Personal information
- Full name: Ronald David Allan
- Born: 3 March 1924 Melbourne, Victoria
- Died: 21 May 1997 (aged 73) Berwick, Victoria
- Original team: West Melbourne
- Height: 180 cm (5 ft 11 in)
- Weight: 86 kg (190 lb)
- Position: Utility

Playing career^{1}
- Years: Club / Games (Goals)
- 1946–1949: North Melbourne (VFL) / 14 (4)
- 1949: Brighton
- 1950: North Melbourne seconds
- 1951: Preston
- 1952–1954: Latrobe
- ^{1} Playing statistics correct to the end of 1954.

= Ron Allan =

Australian rules footballer

Ronald David Allan (3 March 1924 – 21 May 1997) was an Australian rules footballer who played with North Melbourne in the Victorian Football League (VFL).

==Career==
Allan, a utility from West Melbourne, played with the North Melbourne seconds during the war, but had to wait until he left to army to make his senior debut. He made 14 league appearances for North Melbourne, from 1946 to 1949.
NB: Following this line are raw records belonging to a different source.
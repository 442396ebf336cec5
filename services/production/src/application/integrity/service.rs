//! 孤儿超产记录的扫描与清理
//!
//! 订单或工序已被删除但超产记录仍然存在时视为孤儿。正常删除流程会级联清理，
//! 这里用于修复历史数据。

use std::sync::Arc;

use oleema_errors::AppResult;
use serde::Serialize;
use tracing::{info, instrument, warn};

use crate::domain::overage::{Overage, OverageId};
use crate::domain::unit_of_work::{UnitOfWork, UnitOfWorkFactory};
use crate::infrastructure::observability::metrics;

/// 孤儿记录
#[derive(Debug, Clone, Serialize)]
pub struct OrphanedOverage {
    #[serde(flatten)]
    pub overage: Overage,
    pub missing_order: bool,
    pub missing_process: bool,
}

/// 扫描结果
#[derive(Debug, Clone, Serialize)]
pub struct IntegrityReport {
    pub orphans: Vec<OrphanedOverage>,
}

impl IntegrityReport {
    pub fn is_clean(&self) -> bool {
        self.orphans.is_empty()
    }
}

/// 清理结果
#[derive(Debug, Clone, Copy, PartialEq, Eq, Serialize)]
pub struct RepairReport {
    pub removed: u64,
}

/// 完整性服务
pub struct IntegrityService {
    uow_factory: Arc<dyn UnitOfWorkFactory>,
}

impl IntegrityService {
    pub fn new(uow_factory: Arc<dyn UnitOfWorkFactory>) -> Self {
        Self { uow_factory }
    }

    /// 扫描孤儿记录
    pub async fn scan(&self) -> AppResult<IntegrityReport> {
        let uow = self.uow_factory.begin_readonly().await?;
        let orphans = find_orphans(uow.as_ref()).await?;
        uow.commit().await?;
        Ok(IntegrityReport { orphans })
    }

    /// 删除孤儿记录（含溯源记录）
    #[instrument(skip(self))]
    pub async fn repair(&self) -> AppResult<RepairReport> {
        let uow = self.uow_factory.begin().await?;
        let ids: Vec<OverageId> = uow
            .overages()
            .find_orphans()
            .await?
            .into_iter()
            .map(|o| o.id)
            .collect();
        if ids.is_empty() {
            uow.rollback().await?;
            return Ok(RepairReport { removed: 0 });
        }

        let removed = uow.overages().delete_by_ids(&ids).await?;
        uow.commit().await?;

        info!(removed, "Orphaned overages removed");
        metrics::record_orphans_removed(removed);
        Ok(RepairReport { removed })
    }

    /// 启动时扫描，发现孤儿记录只记录警告
    pub async fn warn_on_startup(&self) {
        match self.scan().await {
            Ok(report) if !report.is_clean() => warn!(
                orphans = report.orphans.len(),
                "Orphaned overage records found; run the integrity repair"
            ),
            Ok(_) => {}
            Err(e) => warn!(error = %e, "Integrity scan failed"),
        }
    }
}

async fn find_orphans(uow: &dyn UnitOfWork) -> AppResult<Vec<OrphanedOverage>> {
    let mut orphans = Vec::new();
    for overage in uow.overages().find_orphans().await? {
        let missing_order = uow.orders().find_by_id(&overage.order_id).await?.is_none();
        let missing_process = uow
            .processes()
            .find_by_id(&overage.process_id)
            .await?
            .is_none();
        orphans.push(OrphanedOverage {
            overage,
            missing_order,
            missing_process,
        });
    }
    Ok(orphans)
}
Midway through the 1949 season, Allan got a clearance to Brighton, in the Victorian Football Association (VFA). In 1950, Allan captained the North Melbourne seconds team, which finished runners-up. He returned to the VFA in 1951, joining Preston, then in 1952 moved to Tasmania to captain-coach North West Football Union club Latrobe. His time in charge of Latrobe included a top four finish in 1953.

==Family==
His son, Barry, played for North Melbourne in the 1960s.